Today's topics include Microsoft’s offer of free Windows 10 upgrades to subscription customers, Oracle’s release of a Critical Patch Update that fixes 270 vulnerabilities, Microsoft adds Intel’s cloud-friendly Clear Linux as a virtual machine in the Azure Marketplace, Google’s new cloud audit logging technology is now available.

Businesses that missed out on Microsoft's free Windows 10 upgrade offer now have a second chance, provided they subscribe to Windows via the software giant's Cloud Solution Provider (CSP) partner program.

Microsoft announced the impending availability of the Windows 10 operating system as a subscription service during the Worldwide Partner Conference (WPC) in Toronto on July 12. In September, the companies and its partners began offering Windows 10 Enterprise E3 licenses for $7 per user per month.

Now, as an added perk, Microsoft is enabling those customers to upgrade their Windows 7 and Windows 8.1 PCs at no extra cost. The offer extends to users with Windows 10 Enterprise E3 and E5 subscriptions as well as Secure Productive Enterprise E3 and E5 plans.

Oracle is out with its first Critical Patch Update (CPU) for 2017 and it's a big one. In total, Oracle is patching a staggering 270 different vulnerabilities across its software portfolio, with 121 patches in Oracle's E-Business Suite alone.

Though the January 2017 CPU is a large, it isn't quite the largest patch update that Oracle has ever issued. That dubious distinction falls to Oracle's July 2016 CPU, when 276 different vulnerabilities were patched.

In contrast, the last Oracle CPU of 2016, which was released in October, had 253 vulnerabilities. In its security advisory for the January 2017 CPU, Oracle strongly recommends that organizations patch quickly.

Clear Linux, a distribution of the open-source OS that is optimized for Intel processors, is now available as a virtual machine (VM) in the Azure Marketplace.

Launched in 2015 by chip making giant Intel, Clear Linux is aimed at cloud and data center workloads that run on Intel-based servers, enabling those workloads to exploit the advanced silicon features that Intel bakes into its chips.
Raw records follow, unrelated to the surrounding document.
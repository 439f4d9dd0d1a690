//! Security headers middleware for XSS, clickjacking, and isolation protection.
//!
//! Adds restrictive security headers to all responses. Start locked down and
//! loosen only when specific functionality requires it.

use axum::{
    extract::Request,
    http::{
        HeaderName, HeaderValue,
        header::{
            CACHE_CONTROL, CONTENT_SECURITY_POLICY, REFERRER_POLICY, X_CONTENT_TYPE_OPTIONS,
            X_FRAME_OPTIONS,
        },
    },
    middleware::Next,
    response::Response,
};

/// Content Security Policy. Product images are served locally, and the cart
/// and admin scripts only talk to this origin.
const CSP: &str = "default-src 'none'; \
                   script-src 'self'; \
                   style-src 'self'; \
                   font-src 'self'; \
                   img-src 'self' data:; \
                   connect-src 'self'; \
                   frame-src 'none'; \
                   object-src 'none'; \
                   base-uri 'self'; \
                   form-action 'self'; \
                   frame-ancestors 'none'";

const PERMISSIONS_POLICY: &str = "accelerometer=(), \
                                  camera=(), \
                                  display-capture=(), \
                                  geolocation=(), \
                                  gyroscope=(), \
                                  microphone=(), \
                                  payment=(), \
                                  usb=()";

/// Add security headers to all responses.
///
/// Pages and JSON are marked `no-store`; files under `/static/` keep
/// whatever caching headers the file service set.
pub async fn security_headers_middleware(request: Request, next: Next) -> Response {
    let is_static = request.uri().path().starts_with("/static/");

    let mut response = next.run(request).await;
    let headers = response.headers_mut();

    headers.insert(X_FRAME_OPTIONS, HeaderValue::from_static("DENY"));
    headers.insert(X_CONTENT_TYPE_OPTIONS, HeaderValue::from_static("nosniff"));
    headers.insert(
        REFERRER_POLICY,
        HeaderValue::from_static("strict-origin-when-cross-origin"),
    );
    headers.insert(CONTENT_SECURITY_POLICY, HeaderValue::from_static(CSP));
    headers.insert(
        HeaderName::from_static("permissions-policy"),
        HeaderValue::from_static(PERMISSIONS_POLICY),
    );
    headers.insert(
        HeaderName::from_static("cross-origin-opener-policy"),
        HeaderValue::from_static("same-origin"),
    );
    headers.insert(
        HeaderName::from_static("cross-origin-resource-policy"),
        HeaderValue::from_static("same-origin"),
    );

    if !is_static {
        headers.insert(CACHE_CONTROL, HeaderValue::from_static("no-store, max-age=0"));
    }

    response
}
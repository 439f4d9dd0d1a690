//! HTTP route handlers for storefront.
//!
//! # Route Structure
//!
//! ```text
//! GET    /                     - Product list
//! GET    /health               - Liveness check
//! GET    /health/ready         - Readiness check (database)
//!
//! # Auth
//! GET    /login                - Login page
//! POST   /login                - Login action (honours ?next=)
//! GET    /logout               - Logout action
//!
//! # Admin (administrator only)
//! GET    /admin                - Dashboard
//! POST   /admin/product/add    - Create product (multipart, redirect + flash)
//! POST   /admin/product/edit   - Update product (multipart, redirect + flash)
//! GET    /admin/product/{id}   - Product fields (JSON)
//! DELETE /admin/product/{id}   - Delete product and its cart lines (JSON)
//!
//! # Cart (logged in)
//! GET    /cart                 - Cart page
//! POST   /cart/add/{id}        - Add one unit (JSON)
//! POST   /cart/update/{id}     - Change quantity by {"change": n} (JSON)
//! POST   /cart/remove/{id}     - Remove line (JSON)
//! GET    /checkout             - Not available yet, redirects to cart
//! ```

pub mod admin;
pub mod auth;
pub mod cart;
pub mod health;
pub mod home;

use axum::{
    Router,
    extract::DefaultBodyLimit,
    routing::{get, post},
};
use tower_sessions::Session;

use crate::middleware::take_flashes;
use crate::models::{CurrentUser, Flash};
use crate::services::CartService;
use crate::state::AppState;

/// Data every page layout needs: the navigation state and pending notices.
#[derive(Debug, Clone, Default)]
pub struct PageContext {
    pub current_user: Option<CurrentUser>,
    pub cart_count: u32,
    pub flashes: Vec<Flash>,
}

impl PageContext {
    /// Collect layout data, consuming pending flash notices.
    pub async fn load(state: &AppState, session: &Session, current_user: Option<CurrentUser>) -> Self {
        let cart_count = match &current_user {
            Some(user) => CartService::new(state.pool())
                .cart_count(user.id)
                .await
                .unwrap_or_else(|e| {
                    tracing::warn!(error = %e, "Failed to count cart lines for navigation");
                    0
                }),
            None => 0,
        };

        Self {
            current_user,
            cart_count,
            flashes: take_flashes(session).await,
        }
    }

    #[must_use]
    pub fn is_admin(&self) -> bool {
        self.current_user.as_ref().is_some_and(|u| u.is_admin)
    }
}

/// Create the admin routes router.
///
/// Product forms carry image uploads, so the body limit is raised to
/// `max_upload_bytes` for this router only.
pub fn admin_routes(max_upload_bytes: usize) -> Router<AppState> {
    Router::new()
        .route("/", get(admin::dashboard))
        .route("/product/add", post(admin::add_product))
        .route("/product/edit", post(admin::edit_product))
        .route(
            "/product/{id}",
            get(admin::get_product).delete(admin::delete_product),
        )
        .layer(DefaultBodyLimit::max(max_upload_bytes))
}

/// Create the cart routes router.
pub fn cart_routes() -> Router<AppState> {
    Router::new()
        .route("/", get(cart::show))
        .route("/add/{id}", post(cart::add))
        .route("/update/{id}", post(cart::update))
        .route("/remove/{id}", post(cart::remove))
}

/// Create all routes for the storefront.
pub fn routes(max_upload_bytes: usize) -> Router<AppState> {
    Router::new()
        .route("/", get(home::index))
        .route("/health", get(health::health))
        .route("/health/ready", get(health::readiness))
        .route("/login", get(auth::login_page).post(auth::login))
        .route("/logout", get(auth::logout))
        .route("/checkout", get(cart::checkout))
        .nest("/admin", admin_routes(max_upload_bytes))
        .nest("/cart", cart_routes())
}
Instead of developing another general-purpose distribution of the Linux OS suitable for a variety of workloads, Intel opted for a lightweight, "lean-and-fast" approach, according to the Clear Linux project website.
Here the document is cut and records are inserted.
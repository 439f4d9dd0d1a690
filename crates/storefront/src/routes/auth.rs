//! Authentication route handlers.
//!
//! Password login against local accounts, and logout.

use askama::Template;
use askama_web::WebTemplate;
use axum::{
    Form,
    extract::{Query, State},
    http::StatusCode,
    response::{IntoResponse, Redirect, Response},
};
use serde::Deserialize;
use tower_sessions::Session;
use tracing::instrument;

use crate::error::{clear_sentry_user, set_sentry_user};
use crate::filters;
use crate::middleware::{OptionalAuth, RequireAuth, clear_current_user, set_current_user};
use crate::models::CurrentUser;
use crate::routes::PageContext;
use crate::services::{AuthError, AuthService};
use crate::state::AppState;

// =============================================================================
// Form Types
// =============================================================================

/// Login form data.
#[derive(Debug, Deserialize)]
pub struct LoginForm {
    pub username: String,
    pub password: String,
    /// Checkbox; present when ticked.
    pub remember: Option<String>,
    /// Where to go after logging in.
    pub next: Option<String>,
}

/// Query parameters of the login page.
#[derive(Debug, Deserialize)]
pub struct NextQuery {
    pub next: Option<String>,
}

// =============================================================================
// Templates
// =============================================================================

/// Login page template.
#[derive(Template, WebTemplate)]
#[template(path = "auth/login.html")]
pub struct LoginTemplate {
    pub page: PageContext,
    pub error: Option<String>,
    pub username: String,
    pub next: Option<String>,
}

// =============================================================================
// Helpers
// =============================================================================

/// Accept only same-site relative paths as post-login targets.
#[must_use]
pub fn safe_next(next: Option<&str>) -> Option<&str> {
    next.map(str::trim).filter(|n| {
        n.starts_with('/') && !n.starts_with("//") && !n.contains('\\')
    })
}

// =============================================================================
// Routes
// =============================================================================

/// Display the login page.
pub async fn login_page(
    State(state): State<AppState>,
    session: Session,
    OptionalAuth(user): OptionalAuth,
    Query(query): Query<NextQuery>,
) -> Response {
    let next = safe_next(query.next.as_deref()).map(str::to_owned);

    if user.is_some() {
        return Redirect::to(next.as_deref().unwrap_or("/")).into_response();
    }

    LoginTemplate {
        page: PageContext::load(&state, &session, None).await,
        error: None,
        username: String::new(),
        next,
    }
    .into_response()
}

/// Handle login form submission.
#[instrument(skip(state, session, form), fields(username = %form.username))]
pub async fn login(
    State(state): State<AppState>,
    session: Session,
    Form(form): Form<LoginForm>,
) -> Response {
    let next = safe_next(form.next.as_deref()).map(str::to_owned);

    match AuthService::new(state.pool())
        .login(&form.username, &form.password)
        .await
    {
        Ok(user) => {
            let current = CurrentUser::from(&user);
            let remember = form.remember.is_some();

            if let Err(e) = set_current_user(&session, &current, remember).await {
                tracing::error!("Failed to set session: {}", e);
                return (StatusCode::INTERNAL_SERVER_ERROR, "Session error").into_response();
            }
            set_sentry_user(&current.id, &current.username);

            Redirect::to(next.as_deref().unwrap_or("/")).into_response()
        }
        Err(AuthError::InvalidCredentials) => {
            tracing::info!("Login rejected");
            let page = PageContext::load(&state, &session, None).await;
            (
                StatusCode::UNAUTHORIZED,
                LoginTemplate {
                    page,
                    error: Some("Invalid username or password".to_owned()),
                    username: form.username,
                    next,
                },
            )
                .into_response()
        }
        Err(e) => {
            let event_id = sentry::capture_error(&e);
            tracing::error!(error = %e, sentry_event_id = %event_id, "Login failed");
            let page = PageContext::load(&state, &session, None).await;
            (
                StatusCode::INTERNAL_SERVER_ERROR,
                LoginTemplate {
                    page,
                    error: Some("Login is unavailable right now, please try again".to_owned()),
                    username: form.username,
                    next,
                },
            )
                .into_response()
        }
    }
}

/// Handle logout.
///
/// Requires a logged-in session; anonymous visitors are sent to the login page.
pub async fn logout(RequireAuth(user): RequireAuth, session: Session) -> Response {
    if let Err(e) = clear_current_user(&session).await {
        tracing::error!("Failed to flush session: {}", e);
    }
    clear_sentry_user();
    tracing::info!(user_id = %user.id, "User logged out");

    Redirect::to("/").into_response()
}
//! Petlandia CLI - Database migrations and user management.
//!
//! # Usage
//!
//! ```bash
//! # Apply the storefront schema and session table
//! pl-cli migrate
//!
//! # Create a user (add --admin for administrator rights)
//! pl-cli admin create -u alice -e alice@example.com -p 'correct horse' --admin
//!
//! # Create the default `admin` account if it does not exist
//! pl-cli admin bootstrap --password 'something-better'
//! ```
//!
//! All commands read the database location from `STOREFRONT_DATABASE_URL`
//! (or `DATABASE_URL`), loading `.env` if present.

#![cfg_attr(not(test), forbid(unsafe_code))]

use clap::{Parser, Subcommand};

mod commands;

#[derive(Parser)]
#[command(name = "pl-cli")]
#[command(author, version, about = "Petlandia CLI tools")]
struct Cli {
    #[command(subcommand)]
    command: Commands,
}

#[derive(Subcommand)]
enum Commands {
    /// Apply database migrations
    Migrate,
    /// Manage user accounts
    Admin {
        #[command(subcommand)]
        action: AdminAction,
    },
}

#[derive(Subcommand)]
enum AdminAction {
    /// Create a new user
    Create {
        /// Login name
        #[arg(short, long)]
        username: String,

        /// Email address
        #[arg(short, long)]
        email: String,

        /// Password (at least 8 characters)
        #[arg(short, long)]
        password: String,

        /// Grant administrator rights
        #[arg(long)]
        admin: bool,
    },
    /// Create the default administrator if missing
    Bootstrap {
        /// Password for the new account (defaults to the well-known `admin123`)
        #[arg(short, long)]
        password: Option<String>,
    },
}

#[tokio::main]
async fn main() {
    tracing_subscriber::fmt::init();

    let cli = Cli::parse();

    let result: Result<(), Box<dyn std::error::Error>> = run(cli).await;

    if let Err(e) = result {
        tracing::error!("Command failed: {e}");
        std::process::exit(1);
    }
}

async fn run(cli: Cli) -> Result<(), Box<dyn std::error::Error>> {
    match cli.command {
        Commands::Migrate => commands::migrate::run().await?,
        Commands::Admin { action } => match action {
            AdminAction::Create {
                username,
                email,
                password,
                admin,
            } => {
                commands::admin::create_user(&username, &email, &password, admin).await?;
            }
            AdminAction::Bootstrap { password } => {
                commands::admin::bootstrap(password.as_deref()).await?;
            }
        },
    }
    Ok(())
}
On Azure, the availability of Clear Linux not only promises brisk performance on Microsoft's cloud, but also streamlined DevOps courtesy of the operating system's stateless capabilities.

Google is making it easier for organizations to keep track of user and administrator activity across almost its entire stack of enterprise cloud applications and services.

The company this week announced beta availability of its Cloud Audit Logging technology on Google Compute Engine, Container Engine, Cloud DNS, Storage, Cloud Key Management Services and other cloud services.

The integration of the logging capability with these services will give organizations a way to keep tabs on who is accessing corporate data in the cloud and how, what they did with that access, where and when.